Reste donc la question de la formation des maîtres. Un rapport mené à l’échelle européenne indique que parmi les facteurs de réussite de cette initiation, on note d’abord ceux qui se réfèrent aux compétences des professeurs. « C’est le point névralgique, poursuit Sébastien Sihr. Les enseignants ne se sentent pas armés et sont sur le fil, l’institution doit prendre ses dispositions et ses responsabilités. »
Témoignage
David, gérant de société, papa de Sophia, 6 ans et demi et Elyas 4 ans et demi. « Mes enfants ont une baby-sitter écossaise depuis un an. Ça se passe très bien. Elle s’en occupe tous les jours, au moins deux heures. Elle les accompagne aux activités, puis les garde à la maison. Elle ne s’adresse à eux que dans sa langue. Pour moi, l’apprentissage de l’anglais me semble indispensable, ça ne se discute pas. C’est le minimum. Je mets mes enfants en situation de réussite, d’abord intellectuellement et plus tard professionnellement. Ils seront amenés à voyager, ils ne vivront peut-être pas en France. Moi-même je passe au moins la moitié de mon temps à parler anglais. Mais attention, cette proximité avec une langue étrangère se fait en douceur, de façon ludique. »
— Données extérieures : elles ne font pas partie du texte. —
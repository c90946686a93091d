pub mod protocol;
pub mod token;

use crate::keys::CacheKey;
use chrono::{DateTime, Utc};
use serde::{de::DeserializeOwned, Deserialize, Serialize};

pub use protocol::{ProtocolUpdate, TvlPoint, UnifiedProtocolData};
pub use token::{PricePoint, TokenUpdate, UnifiedTokenData};

/// The upstream feed a partial entity update came from.
#[derive(Clone, Copy, Debug, PartialEq, Eq, Hash, Serialize, Deserialize)]
#[serde(rename_all = "snake_case")]
pub enum FeedSource {
    /// Cheap bulk feed: many entities, coarse fields, freshest metrics.
    List,
    /// Expensive per-entity feed: rich descriptive and chart data.
    Overview,
}

/// Provenance of a unified record.
#[derive(Clone, Copy, Debug, PartialEq, Eq, Hash, Serialize, Deserialize)]
#[serde(rename_all = "snake_case")]
pub enum DataSource {
    List,
    Overview,
    Merged,
}

impl DataSource {
    /// Provenance of an existing record after absorbing an update from
    /// `source`. Only list refreshes of a list record stay `List`.
    pub fn absorb(self, source: FeedSource) -> DataSource {
        match (self, source) {
            (DataSource::List, FeedSource::List) => DataSource::List,
            _ => DataSource::Merged,
        }
    }

    pub fn has_overview(self) -> bool {
        matches!(self, DataSource::Overview | DataSource::Merged)
    }
}

impl From<FeedSource> for DataSource {
    fn from(source: FeedSource) -> Self {
        match source {
            FeedSource::List => DataSource::List,
            FeedSource::Overview => DataSource::Overview,
        }
    }
}

/// A canonical per-entity record assembled from partial feed updates.
pub trait UnifiedEntity: Serialize + DeserializeOwned + Clone + Send + Sync + 'static {
    type Update: Clone + Send + Sync + 'static;

    /// Short label used in logs.
    const KIND: &'static str;

    fn cache_key(id: &str) -> CacheKey;

    /// Entity id carried by an update.
    fn update_id(update: &Self::Update) -> &str;

    /// Rebinds an update to `id`, so it merges into the record stored under
    /// that id whatever id the feed reported.
    fn pin_update(update: &mut Self::Update, id: &str);

    /// Folds `incoming` into `existing`. Pure and total.
    fn merge(
        existing: Option<Self>,
        incoming: Self::Update,
        source: FeedSource,
        now: DateTime<Utc>,
    ) -> Self;

    fn data_source(&self) -> DataSource;

    /// Store key of this record.
    fn key(&self) -> CacheKey;
}

/// Convenience wrapper over [`UnifiedEntity::merge`] stamped with the current time.
pub fn merge_entity<E: UnifiedEntity>(
    existing: Option<E>,
    incoming: E::Update,
    source: FeedSource,
) -> E {
    E::merge(existing, incoming, source, Utc::now())
}

/// Field-group ownership: the owning feed overwrites, the other only fills gaps.
pub(crate) fn resolve<T>(
    owner: FeedSource,
    source: FeedSource,
    incoming: Option<T>,
    existing: Option<T>,
) -> Option<T> {
    if source == owner {
        incoming.or(existing)
    } else {
        existing.or(incoming)
    }
}

/// Blank strings count as absent.
pub(crate) fn text(value: Option<String>) -> Option<String> {
    value
        .map(|s| s.trim().to_string())
        .filter(|s| !s.is_empty())
}

/// Empty collections count as absent.
pub(crate) fn list<T>(value: Option<Vec<T>>) -> Option<Vec<T>> {
    value.filter(|v| !v.is_empty())
}

/// Identity field that may still hold its placeholder: the record id for
/// names, empty for symbols. A placeholder is filled by the first real value;
/// a real value never changes.
pub(crate) fn identity(current: String, placeholder: &str, incoming: Option<String>) -> String {
    if current.is_empty() || current == placeholder {
        text(incoming).unwrap_or(current)
    } else {
        current
    }
}

/// Non-finite numbers (NaN from a bad payload) count as absent.
pub(crate) fn number(value: Option<f64>) -> Option<f64> {
    value.filter(|v| v.is_finite())
}
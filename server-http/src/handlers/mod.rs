pub mod admin;
pub mod global;
pub mod health;
pub mod protocols;
pub mod tokens;

pub use admin::{cache_stats, invalidate_key, reset_stats};
pub use global::{get_exchange_rates, get_stablecoins};
pub use health::health_check;
pub use protocols::{get_protocol, get_protocols};
pub use tokens::{get_price_history, get_token, get_tokens, get_trending_tokens};

use axum::http::StatusCode;
use shared::Error;
use tracing::{error, warn};

/// Maps a failed request onto its response status.
pub(crate) fn status_for(operation: &str, err: &Error) -> StatusCode {
    match err {
        Error::NotFound => StatusCode::NOT_FOUND,
        Error::InvalidKey(_) | Error::InvalidInput(_) | Error::InvalidTtl(_) => {
            warn!("{}: rejected input: {}", operation, err);
            StatusCode::BAD_REQUEST
        }
        Error::Upstream(_) | Error::Timeout(_) | Error::Store(_) => {
            warn!("{}: degraded: {}", operation, err);
            StatusCode::SERVICE_UNAVAILABLE
        }
        Error::Serialization(_) | Error::Configuration(_) | Error::Internal(_) => {
            error!("{}: {}", operation, err);
            StatusCode::INTERNAL_SERVER_ERROR
        }
    }
}
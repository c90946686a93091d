// shared/src/lib.rs

use std::time::Duration;

/// Error type shared by every crate in the workspace.
///
/// It is `Clone` because a single producer failure is handed to every caller
/// that joined the same in-flight request.
#[derive(thiserror::Error, Debug, Clone, PartialEq)]
pub enum Error {
    #[error("not found")]
    NotFound,
    #[error("invalid cache key: {0:?}")]
    InvalidKey(String),
    #[error("invalid input: {0}")]
    InvalidInput(String),
    #[error("invalid ttl: {0}s (must be > 0)")]
    InvalidTtl(u64),
    #[error("store: {0}")]
    Store(String),
    #[error("upstream: {0}")]
    Upstream(String),
    #[error("producer timed out after {0:?}")]
    Timeout(Duration),
    #[error("serialization: {0}")]
    Serialization(String),
    #[error("configuration: {0}")]
    Configuration(String),
    #[error("internal: {0}")]
    Internal(String),
}

impl From<serde_json::Error> for Error {
    fn from(err: serde_json::Error) -> Self {
        Error::Serialization(err.to_string())
    }
}

pub type Result<T> = std::result::Result<T, Error>;

/// Time-to-live of a cache entry in whole seconds. Always non-zero.
#[derive(Clone, Copy, Debug, PartialEq, Eq, Hash, PartialOrd, Ord)]
pub struct TtlSecs(u64);

impl TtlSecs {
    pub fn new(secs: u64) -> Result<Self> {
        if secs == 0 {
            return Err(Error::InvalidTtl(secs));
        }
        Ok(Self(secs))
    }

    pub fn secs(self) -> u64 {
        self.0
    }

    pub fn as_duration(self) -> Duration {
        Duration::from_secs(self.0)
    }
}

/// Per-resource TTLs used at the call sites.
pub mod ttl {
    use super::TtlSecs;

    pub const EXCHANGE_RATES: TtlSecs = TtlSecs(60 * 60);
    pub const PROTOCOL: TtlSecs = TtlSecs(15 * 60);
    pub const PROTOCOL_LIST: TtlSecs = TtlSecs(15 * 60);
    pub const STABLECOIN: TtlSecs = TtlSecs(15 * 60);
    pub const TOKEN: TtlSecs = TtlSecs(10 * 60);
    pub const TOKEN_MARKETS: TtlSecs = TtlSecs(5 * 60);
    pub const TRENDING: TtlSecs = TtlSecs(5 * 60);
    pub const PRICE_HISTORY: TtlSecs = TtlSecs(5 * 60);
}

pub mod config;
Interview de Barbara Abdelilah-Bauer, psychosociologue et auteure du livre : Défi des enfants bilingues, éd. La Découverte.
Un enfant né d’un couple mixte sera-t-il automatiquement bilingue ?
S’il grandit naturellement dans deux langues, qu’il est baigné dans ce bain linguistique, il apprendra sans problèmes simultanément ces deux langues. Il ne s’en rendra d’ailleurs même pas compte. Ce qui demande réflexion est la façon dont on conserve la deuxième langue, non parlée à l’extérieur de la famille. Dans ce cas, ce sera peut-être plus difficile. Si on n’y prend pas garde, l’autre langue va se perdre. Tout l’enjeu est donc de la conserver. Et pour atteindre ce but, elle doit être nécessaire, utile et quotidienne. Participer à un atelier une fois par semaine ne suffit pas ! •••
Il arrive fréquemment qu’un enfant comprenne seulement une deuxième langue sans la parler. Que faire dans ce cas ?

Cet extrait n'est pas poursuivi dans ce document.